Råsunda Stadium (; also known as Råsunda Fotbollsstadion, Råsundastadion, Råsunda Football Stadium or just Råsunda) was the Swedish national football stadium. It was located in Solna Municipality in Stockholm and named after the district in Solna where it is located. The stadium was demolished in 2013 after being replaced by the Friends Arena.

History
It was opened in 1937 although there had already existed stadiums at the site; the earliest opened in 1910. The inaugural match took place on 18 April 1937 when AIK played against Malmö FF, AIK won the match 4–0, with Axel Nilsson scoring the historical first goal. Råsunda has a capacity of 35,000–36,608 depending on usage. The 1910 stadium hosted some of the football and some of the shooting events at the 1912 Summer Olympics. The stadium was the home stadium for AIK, and was used for many derbies between Stockholm clubs. It also hosted the headquarters of the Swedish Football Association, and staged 75% of the home matches of the national football team each year, with most other matches being played at Ullevi in Gothenburg.
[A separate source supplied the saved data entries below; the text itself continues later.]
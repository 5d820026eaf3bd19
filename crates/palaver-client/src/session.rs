//! Session controller.
//!
//! Top-level orchestrator owning every piece of mutable session state.
//! All mutations go through the operations here: user actions are async
//! methods that may delegate to the [`ChatService`] handle, and inbound
//! transport events go through [`SessionController::apply`], the single
//! processing point of the event stream. External collaborators only
//! ever read the [`Snapshot`].
//!
//! # Concurrency
//!
//! Single-threaded and cooperative: operations take `&mut self`, so no
//! two mutations of the same state overlap. A delegated request may
//! suspend, and events for unrelated rooms may interleave before it
//! completes; every operation touches state only after its own await
//! resolves, so arbitrary interleaving of unrelated keys is safe.

use std::fmt;

use palaver_core::{
    ChatService, CursorTracker, MembershipChange, Message, MessageId, MessageStore, Room,
    RoomDirectory, RoomId, RoomOptions, TypingRegistry, UserId,
};

use crate::{
    command::Command,
    error::SessionError,
    event::{InboundEvent, SessionEffect},
    subscription::SubscriptionManager,
};

/// Transient navigation flags mirrored into the snapshot.
#[derive(Debug, Clone, Copy, Default, PartialEq, Eq)]
pub struct UiFlags {
    /// Room-list sidebar open. Cleared whenever a room is opened.
    pub sidebar_open: bool,
    /// Member-list panel open.
    pub user_list_open: bool,
}

/// Read-only view handed to the presentation layer.
///
/// The presentation layer never mutates state; everything it shows is
/// read from here or from the derived queries on the controller.
#[derive(Debug)]
pub struct Snapshot<'a> {
    /// Identifier of the active user, if any.
    pub user: Option<UserId>,
    /// Display name of the active user.
    pub display_name: Option<String>,
    /// The currently open room.
    pub room: Option<&'a Room>,
    /// All held messages, per room in identifier order.
    pub messages: &'a MessageStore,
    /// Currently composing users per room.
    pub typing: &'a TypingRegistry,
    /// Transient navigation flags.
    pub ui: UiFlags,
}

/// Session controller: the state-synchronization core.
pub struct SessionController<S: ChatService> {
    /// Authenticated user handle. Absent until [`Self::set_user`].
    service: Option<S>,
    /// Rooms the user belongs to (local copy).
    directory: RoomDirectory,
    /// Per-room message history held for the session.
    messages: MessageStore,
    /// Per-room, per-user read positions.
    cursors: CursorTracker,
    /// Per-room composing users.
    typing: TypingRegistry,
    /// Per-room attach state.
    subscriptions: SubscriptionManager,
    /// The room currently open in the presentation layer.
    current_room: Option<RoomId>,
    /// Transient navigation flags.
    ui: UiFlags,
}
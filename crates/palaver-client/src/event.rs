//! Inbound events and session effects.
//!
//! The transport's callback hooks become typed [`InboundEvent`]s fed to
//! the controller's single processing point, and presentation side
//! effects come back as [`SessionEffect`]s for the caller to execute.
//! Neither direction carries ambient mutable state or closures.

use palaver_core::{Message, RoomId, UserId};

/// Event delivered by the transport for a subscribed room.
#[derive(Debug, Clone, PartialEq, Eq)]
pub enum InboundEvent {
    /// A new message arrived in a room.
    NewMessage(Message),

    /// A user started composing in a room.
    TypingStarted {
        /// Room the signal is for.
        room: RoomId,
        /// The composing user.
        user: UserId,
    },

    /// A user stopped composing, either explicitly or via the
    /// transport-owned typing timeout.
    TypingStopped {
        /// Room the signal is for.
        room: RoomId,
        /// The user who stopped.
        user: UserId,
    },

    /// Externally tracked presence data changed. The core stores no
    /// presence itself; this only prompts a snapshot refresh.
    PresenceChanged,
}

/// Presentation side effect requested by the controller.
///
/// The controller never renders; it hands these back for the caller to
/// act on after applying an operation.
#[derive(Debug, Clone, Copy, PartialEq, Eq)]
pub enum SessionEffect {
    /// Scroll the open room's message list to the latest entry.
    ScrollToLatest,

    /// Derived state changed: re-read the snapshot.
    Refresh,
}
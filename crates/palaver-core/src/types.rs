//! Identifier newtypes and wire-facing records.
//!
//! User and room identifiers are opaque strings assigned by the service.
//! Message identifiers are canonical integers: they are parsed and
//! validated at ingestion (via [`FromStr`]) and never compared as strings.

use std::fmt;
use std::num::ParseIntError;
use std::str::FromStr;

use serde::{Deserialize, Serialize};

/// Opaque user identifier assigned by the service.
#[derive(Debug, Clone, PartialEq, Eq, Hash, PartialOrd, Ord, Serialize, Deserialize)]
#[serde(transparent)]
pub struct UserId(String);

impl UserId {
    /// Create a user id from any string-like value.
    pub fn new(id: impl Into<String>) -> Self {
        Self(id.into())
    }

    /// The identifier as a string slice.
    pub fn as_str(&self) -> &str {
        &self.0
    }
}

impl fmt::Display for UserId {
    fn fmt(&self, f: &mut fmt::Formatter<'_>) -> fmt::Result {
        f.write_str(&self.0)
    }
}

impl From<&str> for UserId {
    fn from(id: &str) -> Self {
        Self(id.to_owned())
    }
}

/// Opaque room identifier assigned by the service.
#[derive(Debug, Clone, PartialEq, Eq, Hash, PartialOrd, Ord, Serialize, Deserialize)]
#[serde(transparent)]
pub struct RoomId(String);

impl RoomId {
    /// Create a room id from any string-like value.
    pub fn new(id: impl Into<String>) -> Self {
        Self(id.into())
    }

    /// The identifier as a string slice.
    pub fn as_str(&self) -> &str {
        &self.0
    }
}

impl fmt::Display for RoomId {
    fn fmt(&self, f: &mut fmt::Formatter<'_>) -> fmt::Result {
        f.write_str(&self.0)
    }
}

impl From<&str> for RoomId {
    fn from(id: &str) -> Self {
        Self(id.to_owned())
    }
}

/// Message identifier, monotonically increasing per room.
///
/// Doubles as the ordering key for display and as the read-cursor position
/// marker: the maximum identifier ever seen in a room defines "latest".
#[derive(
    Debug, Clone, Copy, PartialEq, Eq, Hash, PartialOrd, Ord, Serialize, Deserialize, Default,
)]
#[serde(transparent)]
pub struct MessageId(u64);

impl MessageId {
    /// Create a message id from its integer value.
    pub const fn new(id: u64) -> Self {
        Self(id)
    }

    /// The integer value of the identifier.
    pub const fn value(self) -> u64 {
        self.0
    }
}

impl fmt::Display for MessageId {
    fn fmt(&self, f: &mut fmt::Formatter<'_>) -> fmt::Result {
        self.0.fmt(f)
    }
}

impl From<u64> for MessageId {
    fn from(id: u64) -> Self {
        Self(id)
    }
}

impl FromStr for MessageId {
    type Err = ParseIntError;

    fn from_str(s: &str) -> Result<Self, Self::Err> {
        s.trim().parse::<u64>().map(Self)
    }
}

/// A single chat message.
///
/// Immutable once created: the store never mutates or deletes a message.
#[derive(Debug, Clone, PartialEq, Eq, Serialize, Deserialize)]
pub struct Message {
    /// Per-room monotonic identifier.
    pub id: MessageId,
    /// Author of the message.
    pub sender: UserId,
    /// Room the message belongs to.
    pub room: RoomId,
    /// Message body.
    pub body: String,
    /// Server-assigned timestamp, milliseconds since the epoch.
    pub timestamp_ms: u64,
}

/// A room the user belongs to.
#[derive(Debug, Clone, PartialEq, Eq, Serialize, Deserialize)]
pub struct Room {
    /// Room identifier.
    pub id: RoomId,
    /// Display name. For private conversations this is the deterministic
    /// pair key derived from the two participant identifiers.
    pub name: String,
    /// Whether this is a private two-party conversation.
    pub private: bool,
    /// Members in server order.
    pub member_ids: Vec<UserId>,
    /// Creation timestamp, milliseconds since the epoch.
    pub created_at_ms: u64,
    /// Last-activity timestamp used for room-list ordering. Advanced
    /// locally when messages arrive, so it may run ahead of the server's
    /// snapshot.
    #[serde(default)]
    pub last_activity_ms: u64,
}

/// Request payload for creating a room.
#[derive(Debug, Clone, Default, PartialEq, Eq)]
pub struct RoomOptions {
    /// Display name for the new room.
    pub name: String,
    /// Whether the room is a private conversation.
    pub private: bool,
    /// Users to invite on creation.
    pub add_user_ids: Vec<UserId>,
}

/// Request payload for adding or removing a room member.
#[derive(Debug, Clone, PartialEq, Eq)]
pub struct MembershipChange {
    /// The member being added or removed.
    pub user_id: UserId,
    /// The room whose membership changes.
    pub room_id: RoomId,
}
These two stadiums are UEFA 4-star rated football stadiums.

The record attendance was 52,943 and was set on 26 September 1965, when Sweden played West Germany. West Germany won the match 2–1.

The last major concert held at the stadium was on 7 June 1986, when British rock band Queen kicked off their final tour, The Magic Tour, at Råsunda. That night Queen played to about 37,500 fans.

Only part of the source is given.